Every time we visit the Internet little files appear on our computer disk called "temporary files". Sometimes the Internet also bestows things called "cookies" on our computer as well. When new programs are installed sometimes temporary files are created too. Believe it or not, some of the email we receive is even filled with empty useless space, (not to imply that you receive empty useless email from empty useless people).

This computer clutter needs to be cleaned up every now and then.

Did I mention that on the great island Internet there are two other, sometimes warring, factions? Many have been slain in the Browser Wars. There are natives who use something called MicroSoft Internet Explorer and others who use Netscape Communicator. Here and there you will find natives using Opera or other browsers, but the majority of them use MSIE or NC. Both are browsers and allow you to travel all over the internet and email your friends (although email systems are another subject).

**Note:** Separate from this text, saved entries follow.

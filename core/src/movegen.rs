use crate::attacks;
use crate::bb::Bitboard;
use crate::masks::{
    CASTLING_KING_DEST, CASTLING_PATH, CASTLING_ROOK_START, EP_CAPTURE_RANK, FILE_A, FILE_H,
    KING_START, PAWN_START_RANK, RANK_1, RANK_8,
};
use crate::mov::Move;
use crate::position::{CastleType, Piece, PieceType, Player, Position, Square};
use crate::precalc::boards::{king_attacks, knight_attacks, pawn_attacks};

use log::trace;

/// One sliding direction: the shift taking a square to its neighbour, and the
/// squares from which a further step would leave the board.
#[derive(Copy, Clone, Debug)]
pub(crate) struct Ray {
    pub delta: i8,
    pub edge: Bitboard,
}

impl Ray {
    const fn new(delta: i8, edge: u64) -> Self {
        Self {
            delta,
            edge: Bitboard(edge),
        }
    }
}

pub(crate) const ROOK_RAYS: [Ray; 4] = [
    Ray::new(8, RANK_8),
    Ray::new(-8, RANK_1),
    Ray::new(1, FILE_H),
    Ray::new(-1, FILE_A),
];

pub(crate) const BISHOP_RAYS: [Ray; 4] = [
    Ray::new(9, RANK_8 | FILE_H),
    Ray::new(7, RANK_8 | FILE_A),
    Ray::new(-7, RANK_1 | FILE_H),
    Ray::new(-9, RANK_1 | FILE_A),
];

pub struct MoveGen {}

impl MoveGen {
    /// Pseudo-legal destinations for `piece` standing on `sq`.
    ///
    /// Destinations respect piece geometry, the board edges, blocking and the
    /// capture rules, but a move may still leave the mover's own king in check.
    /// The piece does not have to actually stand on `sq`; the rest of the
    /// position is read as it is.
    pub fn destinations(position: &Position, piece: Piece, sq: Square) -> Bitboard {
        if piece.is_none() {
            return Bitboard::EMPTY;
        }
        InnerMoveGen::new(position, piece.player()).moves_bb(piece.type_of(), sq)
    }

    /// Generates every pseudo-legal move of the side to move.
    pub fn generate_all(position: &Position) -> Vec<Move> {
        const ORDER: [PieceType; 6] = [
            PieceType::Pawn,
            PieceType::Knight,
            PieceType::Bishop,
            PieceType::Rook,
            PieceType::Queen,
            PieceType::King,
        ];

        let us = position.turn();
        let gen = InnerMoveGen::new(position, us);
        let mut moves = Vec::with_capacity(48);

        for piece_type in ORDER {
            let piece = Piece::make(us, piece_type);
            for orig in position.piece_bb(us, piece_type) {
                for dest in gen.moves_bb(piece_type, orig) {
                    moves.push(Move::new(piece, orig, dest));
                }
            }
        }
        moves
    }
}

struct InnerMoveGen<'a> {
    position: &'a Position,
    us: Player,
    us_occ: Bitboard,
    them_occ: Bitboard,
}

impl<'a> InnerMoveGen<'a> {
    fn new(position: &'a Position, us: Player) -> Self {
        Self {
            position,
            us,
            us_occ: position.get_occupied_player(us),
            them_occ: position.get_occupied_player(!us),
        }
    }

    #[inline]
    fn occupied(&self) -> Bitboard {
        self.us_occ | self.them_occ
    }

    fn moves_bb(&self, piece_type: PieceType, sq: Square) -> Bitboard {
        debug_assert!(sq.is_okay());
        match piece_type {
            PieceType::None => Bitboard::EMPTY,
            PieceType::Pawn => self.pawn_moves(sq),
            PieceType::Knight => Bitboard(knight_attacks(sq.to_bb().0)) & !self.us_occ,
            PieceType::Bishop => self.slide(sq, &BISHOP_RAYS),
            PieceType::Rook => self.slide(sq, &ROOK_RAYS),
            PieceType::Queen => self.slide(sq, &ROOK_RAYS) | self.slide(sq, &BISHOP_RAYS),
            PieceType::King => {
                (Bitboard(king_attacks(sq.to_bb().0)) & !self.us_occ) | self.castling_moves(sq)
            }
        }
    }

    /// Casts each ray from `sq` one square at a time. A ray stops at the board
    /// edge, before one of our pieces, or on the first enemy piece it meets.
    fn slide(&self, sq: Square, rays: &[Ray]) -> Bitboard {
        let mut moves = Bitboard::EMPTY;
        for ray in rays {
            let mut cur = sq.to_bb();
            for _ in 0..7 {
                if (cur & ray.edge).is_not_empty() {
                    break;
                }
                cur = cur.shift(ray.delta);
                if (cur & self.us_occ).is_not_empty() {
                    break;
                }
                moves |= cur;
                if (cur & self.them_occ).is_not_empty() {
                    break;
                }
            }
        }
        moves
    }

    fn pawn_moves(&self, sq: Square) -> Bitboard {
        let us = self.us;
        let from = sq.to_bb();
        let empty = !self.occupied();

        let single = from.shift(us.pawn_push()) & empty;
        let mut moves = single;
        if single.is_not_empty() && (from.0 & PAWN_START_RANK[us as usize]) != 0 {
            moves |= single.shift(us.pawn_push()) & empty;
        }

        let ep = self.position.ep_bb() & Bitboard(EP_CAPTURE_RANK[us as usize]);
        moves |= Bitboard(pawn_attacks(from.0, us)) & (self.them_occ | ep);
        moves
    }

    fn castling_moves(&self, sq: Square) -> Bitboard {
        let us = self.us;
        let mut moves = Bitboard::EMPTY;
        if sq != KING_START[us as usize]
            || self.position.piece_at_sq(sq) != Piece::make(us, PieceType::King)
        {
            return moves;
        }

        for side in CastleType::BOTH {
            if !self.position.castling_rights().can_castle(us, side) {
                continue;
            }
            let rook_sq = CASTLING_ROOK_START[us as usize][side as usize];
            if self.position.piece_at_sq(rook_sq) != Piece::make(us, PieceType::Rook) {
                continue;
            }
            if (Bitboard(CASTLING_PATH[us as usize][side as usize]) & self.occupied())
                .is_not_empty()
            {
                continue;
            }
            if attacks::castle_path_attacked(self.position, us, side) {
                trace!("{:?} castle for {} blocked by an attacked square", side, us);
                continue;
            }
            moves |= CASTLING_KING_DEST[us as usize][side as usize].to_bb();
        }
        moves
    }
}

#[cfg(test)]
mod tests {
    use super::*;
    use crate::position::CastlingRights;

    fn sq(name: &str) -> Square {
        name.parse().unwrap()
    }

    fn bb(names: &[&str]) -> Bitboard {
        names.iter().map(|name| sq(name)).collect()
    }

    fn dests(position: &Position, piece: Piece, from: &str) -> Bitboard {
        position.generate(piece, sq(from))
    }

    /// Both kings on their home squares with all rights and every rook at home.
    fn castling_position() -> Position {
        let mut pos = Position::blank();
        pos.put_piece(Piece::WhiteKing, Square::E1)
            .put_piece(Piece::WhiteRook, Square::A1)
            .put_piece(Piece::WhiteRook, Square::H1)
            .put_piece(Piece::BlackKing, Square::E8)
            .put_piece(Piece::BlackRook, Square::A8)
            .put_piece(Piece::BlackRook, Square::H8)
            .set_castling_rights(CastlingRights::all());
        pos
    }

    #[test]
    fn queenside_knight_from_the_start() {
        let pos = Position::start_pos();
        assert_eq!(dests(&pos, Piece::WhiteKnight, "b1"), bb(&["a3", "c3"]));
        assert_eq!(dests(&pos, Piece::BlackKnight, "g8"), bb(&["f6", "h6"]));
    }

    #[test]
    fn nothing_else_moves_from_the_start() {
        let pos = Position::start_pos();
        for piece_sq in ["a1", "c1", "d1", "e1", "f1", "h1"] {
            let piece = pos.piece_at_sq(sq(piece_sq));
            assert!(dests(&pos, piece, piece_sq).is_empty(), "{} on {}", piece, piece_sq);
        }
    }

    #[test]
    fn knight_on_the_rim_does_not_wrap() {
        let pos = Position::blank();
        assert_eq!(dests(&pos, Piece::WhiteKnight, "h4"), bb(&["g2", "f3", "f5", "g6"]));
        assert_eq!(dests(&pos, Piece::BlackKnight, "a8"), bb(&["b6", "c7"]));
    }

    #[test]
    fn knight_captures_but_does_not_land_on_own_pieces() {
        let mut pos = Position::blank();
        pos.put_piece(Piece::WhiteKnight, sq("d4"))
            .put_piece(Piece::WhitePawn, sq("e6"))
            .put_piece(Piece::BlackPawn, sq("c6"));
        let moves = dests(&pos, Piece::WhiteKnight, "d4");
        assert!(moves.contains(sq("c6")));
        assert!(!moves.contains(sq("e6")));
        assert_eq!(moves.popcnt(), 7);
    }

    #[test]
    fn rook_rays_stop_at_blockers() {
        let mut pos = Position::blank();
        pos.put_piece(Piece::WhiteRook, sq("d4"))
            .put_piece(Piece::WhitePawn, sq("d6"))
            .put_piece(Piece::BlackPawn, sq("f4"));
        assert_eq!(
            dests(&pos, Piece::WhiteRook, "d4"),
            bb(&["d5", "d3", "d2", "d1", "e4", "f4", "c4", "b4", "a4"])
        );
    }

    #[test]
    fn rook_in_the_corner_sees_two_lines() {
        let pos = Position::blank();
        let moves = dests(&pos, Piece::BlackRook, "h8");
        assert_eq!(moves.popcnt(), 14);
        assert!(moves.contains(Square::A8));
        assert!(moves.contains(sq("h1")));
        assert!(!moves.contains(sq("a7")));
    }

    #[test]
    fn bishop_rays_do_not_wrap_files() {
        let pos = Position::blank();
        assert_eq!(
            dests(&pos, Piece::WhiteBishop, "a4"),
            bb(&["b5", "c6", "d7", "e8", "b3", "c2", "d1"])
        );
        assert_eq!(
            dests(&pos, Piece::WhiteBishop, "h1"),
            bb(&["g2", "f3", "e4", "d5", "c6", "b7", "a8"])
        );
    }

    #[test]
    fn bishop_captures_first_enemy_only() {
        let mut pos = Position::blank();
        pos.put_piece(Piece::BlackBishop, sq("c1"))
            .put_piece(Piece::WhiteKnight, sq("e3"))
            .put_piece(Piece::WhiteKnight, sq("f4"))
            .put_piece(Piece::BlackPawn, sq("b2"));
        assert_eq!(dests(&pos, Piece::BlackBishop, "c1"), bb(&["d2", "e3"]));
    }

    #[test]
    fn queen_combines_rook_and_bishop() {
        let mut pos = Position::blank();
        pos.put_piece(Piece::WhiteQueen, sq("d4"))
            .put_piece(Piece::BlackPawn, sq("f6"))
            .put_piece(Piece::WhitePawn, sq("d5"));
        let queen = dests(&pos, Piece::WhiteQueen, "d4");
        let rook = dests(&pos, Piece::WhiteRook, "d4");
        let bishop = dests(&pos, Piece::WhiteBishop, "d4");
        assert_eq!(queen, rook | bishop);
        assert!(queen.contains(sq("f6")));
        assert!(!queen.contains(sq("g7")));
        assert!(!queen.contains(sq("d5")));
        assert_eq!(queen.popcnt(), 21);
    }

    #[test]
    fn pawn_pushes() {
        let pos = Position::start_pos();
        assert_eq!(dests(&pos, Piece::WhitePawn, "e2"), bb(&["e3", "e4"]));
        assert_eq!(dests(&pos, Piece::BlackPawn, "c7"), bb(&["c6", "c5"]));

        let mut pos = Position::blank();
        pos.put_piece(Piece::WhitePawn, sq("e3"));
        assert_eq!(dests(&pos, Piece::WhitePawn, "e3"), bb(&["e4"]));
    }

    #[test]
    fn blocked_pawns() {
        let mut pos = Position::start_pos();
        pos.put_piece(Piece::BlackKnight, sq("e3"))
            .put_piece(Piece::BlackKnight, sq("d4"));
        assert!(dests(&pos, Piece::WhitePawn, "e2").is_empty());
        assert_eq!(dests(&pos, Piece::WhitePawn, "d2"), bb(&["d3", "e3"]));
    }

    #[test]
    fn pawn_captures_diagonally() {
        let mut pos = Position::blank();
        pos.put_piece(Piece::BlackPawn, sq("b5"))
            .put_piece(Piece::WhiteRook, sq("a4"))
            .put_piece(Piece::WhiteRook, sq("c4"))
            .put_piece(Piece::BlackRook, sq("b4"));
        assert_eq!(dests(&pos, Piece::BlackPawn, "b5"), bb(&["a4", "c4"]));
    }

    #[test]
    fn pawn_on_the_edge_does_not_wrap() {
        let mut pos = Position::blank();
        pos.put_piece(Piece::WhitePawn, sq("h4"))
            .put_piece(Piece::BlackPawn, sq("a6"))
            .put_piece(Piece::BlackPawn, sq("g5"));
        assert_eq!(dests(&pos, Piece::WhitePawn, "h4"), bb(&["h5", "g5"]));
    }

    #[test]
    fn en_passant_capture_is_offered() {
        let mut pos = Position::start_pos();
        for (piece, from, to) in [
            (Piece::WhitePawn, "e2", "e4"),
            (Piece::BlackKnight, "b8", "c6"),
            (Piece::WhitePawn, "e4", "e5"),
            (Piece::BlackPawn, "d7", "d5"),
        ] {
            pos.make_move(Move::new(piece, sq(from), sq(to)));
        }
        assert_eq!(pos.ep_square(), Some(sq("d6")));
        assert_eq!(dests(&pos, Piece::WhitePawn, "e5"), bb(&["e6", "d6"]));
    }

    #[test]
    fn en_passant_square_only_counts_on_its_rank() {
        let mut pos = Position::start_pos();
        pos.make_move(Move::new(Piece::WhitePawn, sq("e2"), sq("e4")));
        assert_eq!(pos.ep_square(), Some(sq("e3")));
        // A white pawn next to e3 must not capture onto it.
        pos.put_piece(Piece::WhitePawn, sq("d2"));
        assert_eq!(dests(&pos, Piece::WhitePawn, "d2"), bb(&["d3", "d4"]));
    }

    #[test]
    fn king_steps() {
        let mut pos = Position::blank();
        pos.put_piece(Piece::WhiteKing, sq("a1"))
            .put_piece(Piece::WhitePawn, sq("a2"))
            .put_piece(Piece::BlackPawn, sq("b2"));
        assert_eq!(dests(&pos, Piece::WhiteKing, "a1"), bb(&["b1", "b2"]));
    }

    #[test]
    fn castling_on_both_sides() {
        let pos = castling_position();
        assert_eq!(
            dests(&pos, Piece::WhiteKing, "e1"),
            bb(&["d1", "d2", "e2", "f2", "f1", "g1", "c1"])
        );
        let black = dests(&pos, Piece::BlackKing, "e8");
        assert!(black.contains(Square::G8));
        assert!(black.contains(Square::C8));
    }

    #[test]
    fn attacked_transit_square_removes_that_castle() {
        let mut pos = castling_position();
        pos.put_piece(Piece::BlackRook, sq("f5"));
        let moves = dests(&pos, Piece::WhiteKing, "e1");
        assert!(!moves.contains(Square::G1));
        assert!(moves.contains(Square::C1));
    }

    #[test]
    fn attacked_rook_transit_square_does_not_matter() {
        // b1 is crossed by the rook only.
        let mut pos = castling_position();
        pos.put_piece(Piece::BlackRook, sq("b5"));
        assert!(dests(&pos, Piece::WhiteKing, "e1").contains(Square::C1));
    }

    #[test]
    fn king_in_check_cannot_castle() {
        let mut pos = castling_position();
        pos.put_piece(Piece::BlackKnight, sq("d3"));
        let moves = dests(&pos, Piece::WhiteKing, "e1");
        assert!(!moves.contains(Square::G1));
        assert!(!moves.contains(Square::C1));
    }

    #[test]
    fn castling_needs_empty_path_rights_and_rook() {
        let mut pos = castling_position();
        pos.put_piece(Piece::WhiteKnight, Square::B1);
        assert!(!dests(&pos, Piece::WhiteKing, "e1").contains(Square::C1));

        let mut pos = castling_position();
        pos.set_castling_rights(CastlingRights::all() - CastlingRights::WHITE_KINGSIDE);
        let moves = dests(&pos, Piece::WhiteKing, "e1");
        assert!(!moves.contains(Square::G1));
        assert!(moves.contains(Square::C1));

        let mut pos = castling_position();
        pos.put_piece(Piece::None, Square::H1);
        assert!(!dests(&pos, Piece::WhiteKing, "e1").contains(Square::G1));
    }

    #[test]
    fn twenty_moves_from_the_start() {
        let pos = Position::start_pos();
        let moves = MoveGen::generate_all(&pos);
        assert_eq!(moves.len(), 20);
        assert!(moves.iter().all(|mov| mov.piece().player() == Player::White));
    }

    #[test]
    fn nothing_for_none() {
        let pos = Position::start_pos();
        assert!(MoveGen::destinations(&pos, Piece::None, Square::E1).is_empty());
    }
}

You can make housekeeping a bit easier by setting your internet options. Open your MSIE browser and choose the drop down menu called "TOOLS" at the top. Then choose "Internet Options". Netscape users have similar options.
There are several tabs there and one that says "General". Here you may choose to Delete files from the Internet stored on your computer manually, change your settings so that you limit the program from storing TOO many files for too long, and even find out where Temporary Internet Files are stored on your computer.

You can go to that storage folder (open My Computer/C Drive, then browse down to the folder where Temporary Internet Files are stored) to find and delete "cookies" if you wish. Cookies will not be deleted any other way automatically. Cookies do not take much space, but they do clutter up the computer. They are used by those on the Internet who wish to know how many times you visit a certain website or page. Having them is helpful if you like some sites to recognize you, but mostly it doesn't matter.
The best way to keep your computer housekeeping up to snuff is while still in "Internet Options" move over to the ADVANCED tab. Somewhere near the bottom, in the section called Security, there should be a line you can enable called, "Empty Temporary Internet Files folder when browser is closed". Check that option, press OK, and the software will clean up that folder every time you close the browser.

Spring Cleaning: You can also press Start/Search (or Find) and type in *.TMP which will miraculously bring up a list of all the temporary files on your computer. This is the thorough way to remove all Temporary files that are left over from installing software and various other activities. These are files that were not automatically removed. You may safely delete them. You may wish to do this every few months.

If you use Outlook Express for email, occasionally go to FILE/Folder/Compact all Folders which compresses the space needed to store all your email. Most other email programs have the same type of option available. Even if you delete all email, email uses virtual space. Be neat, compact your folders.